Il tempietto circolare con colonne arricciate è diventato un piccolo edificio, ha un “portoncino”, e il nostro eroe occupa tutto lo spazio “della soglia” (non deve essere però molto grosso, visto che è sulla soglia del “portoncino”...) e la nostra Belle non solo è al “coperto” ma è davanti al tavolino da tè e accanto a una chaise-longue.
Tutto sommato l’autrice ha fatto i compiti: ha letto un po’ di romance, ha messo insieme una trama prendendo spunto (lo dichiara lei stessa) dal romanzo Un figlio della Rivoluzione* e ha scritto questa storia un po’ surreale appiccicandoci qua e là la presa della Bastiglia, Danton, la ghigliottina, l’aristocrazia francese e il popolo rivoluzionario che fa da sfondo alla trama come le tende scolorite di un teatro di paese.

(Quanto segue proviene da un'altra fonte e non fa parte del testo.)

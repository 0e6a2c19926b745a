//! Saga — ordered forward steps with reverse compensation.
//!
//! A linear workflow where each step can declare an undo. When a required
//! step fails after its retries, forward motion stops and the already
//! completed steps are compensated in reverse order. Used for multi-step
//! store/git workflows (branch → epic → seed issues) where a half-finished
//! setup must not be left behind.

use async_trait::async_trait;
use serde_json::Value;
use std::collections::HashMap;
use std::time::Duration;
use tokio::time::Instant;
use tracing::{debug, error, info, warn};

/// Per-step execution knobs.
#[derive(Debug, Clone)]
pub struct StepOptions {
    /// Retries after the first attempt fails.
    pub retries: u32,
    /// Fixed delay between attempts.
    pub retry_delay: Duration,
    /// Wall-clock limit per attempt.
    pub timeout: Duration,
    /// Optional steps never stop the saga and never trigger compensation.
    pub optional: bool,
}

impl Default for StepOptions {
    fn default() -> Self {
        Self {
            retries: 2,
            retry_delay: Duration::from_millis(500),
            timeout: Duration::from_secs(60),
            optional: false,
        }
    }
}

/// Results of completed steps, keyed by step name.
#[derive(Debug, Default, Clone)]
pub struct SagaContext {
    values: HashMap<String, Value>,
}

impl SagaContext {
    pub fn new() -> Self {
        Self::default()
    }

    /// Seed a value before the saga runs.
    pub fn seed(mut self, key: impl Into<String>, value: Value) -> Self {
        self.values.insert(key.into(), value);
        self
    }

    pub fn get(&self, key: &str) -> Option<&Value> {
        self.values.get(key)
    }

    pub fn get_str(&self, key: &str) -> Option<&str> {
        self.values.get(key).and_then(Value::as_str)
    }

    fn insert(&mut self, key: String, value: Value) {
        self.values.insert(key, value);
    }
}

/// One forward step of a saga.
#[async_trait]
pub trait SagaStep: Send + Sync {
    fn name(&self) -> &str;

    fn options(&self) -> StepOptions {
        StepOptions::default()
    }

    /// Run the step. Prior results are available in the context under their
    /// step names.
    async fn execute(&self, ctx: &SagaContext) -> Result<Value, String>;

    /// Whether this step defines an undo.
    fn compensates(&self) -> bool {
        false
    }

    /// Undo a completed step. Only invoked when [`Self::compensates`] is
    /// true, with the step's own result.
    async fn compensate(&self, _ctx: &SagaContext, _result: &Value) -> Result<(), String> {
        Ok(())
    }
}

/// Terminal status of a saga run.
#[derive(Debug, Clone, Copy, PartialEq, Eq, serde::Serialize, serde::Deserialize)]
#[serde(rename_all = "snake_case")]
pub enum SagaStatus {
    /// All required steps completed.
    Completed,
    /// A step failed and every applicable compensation succeeded.
    Compensated,
    /// A step failed and at least one compensation also failed.
    CompensationFailed,
}

/// What happened to one step.
#[derive(Debug, Clone, PartialEq, Eq)]
pub enum StepOutcome {
    Succeeded,
    Failed { error: String },
    /// Optional step failed; the saga moved on.
    SkippedOptional { error: String },
    Compensated,
    CompensationFailed { error: String },
}

/// Per-step record in the saga report.
#[derive(Debug, Clone)]
pub struct StepRecord {
    pub name: String,
    pub attempts: u32,
    pub duration_ms: u64,
    pub outcome: StepOutcome,
}

/// Full account of a saga run.
#[derive(Debug)]
pub struct SagaReport {
    pub saga: String,
    pub status: SagaStatus,
    pub steps: Vec<StepRecord>,
    pub context: SagaContext,
    /// Error from the step that stopped forward motion, if any.
    pub error: Option<String>,
}

impl SagaReport {
    pub fn succeeded(&self) -> bool {
        self.status == SagaStatus::Completed
    }
}

/// Saga configuration.
#[derive(Debug, Clone)]
pub struct SagaConfig {
    /// Keep compensating remaining steps after one compensation fails.
    pub continue_compensation_on_error: bool,
}

impl Default for SagaConfig {
    fn default() -> Self {
        Self {
            continue_compensation_on_error: true,
        }
    }
}

/// A named, ordered list of steps.
pub struct Saga {
    name: String,
    config: SagaConfig,
    steps: Vec<Box<dyn SagaStep>>,
}

impl Saga {
    pub fn new(name: impl Into<String>) -> Self {
        Self {
            name: name.into(),
            config: SagaConfig::default(),
            steps: Vec::new(),
        }
    }

    pub fn with_config(mut self, config: SagaConfig) -> Self {
        self.config = config;
        self
    }

    pub fn step(mut self, step: impl SagaStep + 'static) -> Self {
        self.steps.push(Box::new(step));
        self
    }

    /// Run one step with retry + fixed delay and a per-attempt timeout.
    async fn run_step(
        step: &dyn SagaStep,
        ctx: &SagaContext,
    ) -> (u32, Result<Value, String>) {
        let options = step.options();
        let mut attempts = 0;
        let mut last_error = String::new();
        while attempts <= options.retries {
            attempts += 1;
            let attempt = tokio::time::timeout(options.timeout, step.execute(ctx)).await;
            match attempt {
                Ok(Ok(value)) => return (attempts, Ok(value)),
                Ok(Err(e)) => {
                    warn!(step = step.name(), attempt = attempts, error = %e, "step attempt failed");
                    last_error = e;
                }
                Err(_) => {
                    warn!(
                        step = step.name(),
                        attempt = attempts,
                        timeout_ms = options.timeout.as_millis() as u64,
                        "step attempt timed out"
                    );
                    last_error = format!(
                        "step '{}' timed out after {}ms",
                        step.name(),
                        options.timeout.as_millis()
                    );
                }
            }
            if attempts <= options.retries {
                tokio::time::sleep(options.retry_delay).await;
            }
        }
        (attempts, Err(last_error))
    }

    /// Execute the saga.
    pub async fn run(&self, mut ctx: SagaContext) -> SagaReport {
        let mut records: Vec<StepRecord> = Vec::new();
        // Indices into `self.steps` of steps that completed successfully.
        let mut completed: Vec<(usize, Value)> = Vec::new();
        let mut stop_error: Option<String> = None;

        info!(saga = %self.name, steps = self.steps.len(), "saga started");

        for (index, step) in self.steps.iter().enumerate() {
            let started = Instant::now();
            let (attempts, result) = Self::run_step(step.as_ref(), &ctx).await;
            let duration_ms = started.elapsed().as_millis() as u64;

            match result {
                Ok(value) => {
                    debug!(saga = %self.name, step = step.name(), duration_ms, "step completed");
                    ctx.insert(step.name().to_string(), value.clone());
                    completed.push((index, value));
                    records.push(StepRecord {
                        name: step.name().to_string(),
                        attempts,
                        duration_ms,
                        outcome: StepOutcome::Succeeded,
                    });
                }
                Err(e) if step.options().optional => {
                    warn!(saga = %self.name, step = step.name(), error = %e, "optional step failed, continuing");
                    records.push(StepRecord {
                        name: step.name().to_string(),
                        attempts,
                        duration_ms,
                        outcome: StepOutcome::SkippedOptional { error: e },
                    });
                }
                Err(e) => {
                    error!(saga = %self.name, step = step.name(), error = %e, "step failed, compensating");
                    records.push(StepRecord {
                        name: step.name().to_string(),
                        attempts,
                        duration_ms,
                        outcome: StepOutcome::Failed { error: e.clone() },
                    });
                    stop_error = Some(e);
                    break;
                }
            }
        }

        let Some(error) = stop_error else {
            info!(saga = %self.name, "saga completed");
            return SagaReport {
                saga: self.name.clone(),
                status: SagaStatus::Completed,
                steps: records,
                context: ctx,
                error: None,
            };
        };

        // Reverse compensation of completed steps.
        let mut compensation_failed = false;
        for (index, result) in completed.iter().rev() {
            let step = &self.steps[*index];
            if !step.compensates() {
                continue;
            }
            let started = Instant::now();
            let outcome = match step.compensate(&ctx, result).await {
                Ok(()) => {
                    debug!(saga = %self.name, step = step.name(), "compensated");
                    StepOutcome::Compensated
                }
                Err(e) => {
                    error!(saga = %self.name, step = step.name(), error = %e, "compensation failed");
                    compensation_failed = true;
                    StepOutcome::CompensationFailed { error: e }
                }
            };
            records.push(StepRecord {
                name: step.name().to_string(),
                attempts: 1,
                duration_ms: started.elapsed().as_millis() as u64,
                outcome,
            });
            if compensation_failed && !self.config.continue_compensation_on_error {
                break;
            }
        }

        SagaReport {
            saga: self.name.clone(),
            status: if compensation_failed {
                SagaStatus::CompensationFailed
            } else {
                SagaStatus::Compensated
            },
            steps: records,
            context: ctx,
            error: Some(error),
        }
    }
}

Una lettrice di romance “datata” come me, che ha vissuto in prima persona gli impeccabili romance di Georgette Heyer, la novità assoluta della Woodiwiss, gli uomini prepotenti della Kleypas, quelli con un impagabile senso dell’ironia della Chase e le storie sentimentali della Balogh, non poteva cadere nell’illusorio charme di questa nuova autrice che rispetta sì i canoni immutabili del genere, ma risulta incapace di trasmettere al lettore passione, batticuore e grandi emozioni. Quelle che dovrebbero far piangere, sognare o ridere le appassionate di storie d’amore.
La prova non è del tutto negativa: correggendo alcuni difetti di scrittura, con un più attento editing da parte della CE, appassionandosi lei stessa alla storia e mettendoci meno teoria e un po’ più di sentimento, l’autrice potrebbe stupirci con il secondo lavoro che farà parte di questa serie .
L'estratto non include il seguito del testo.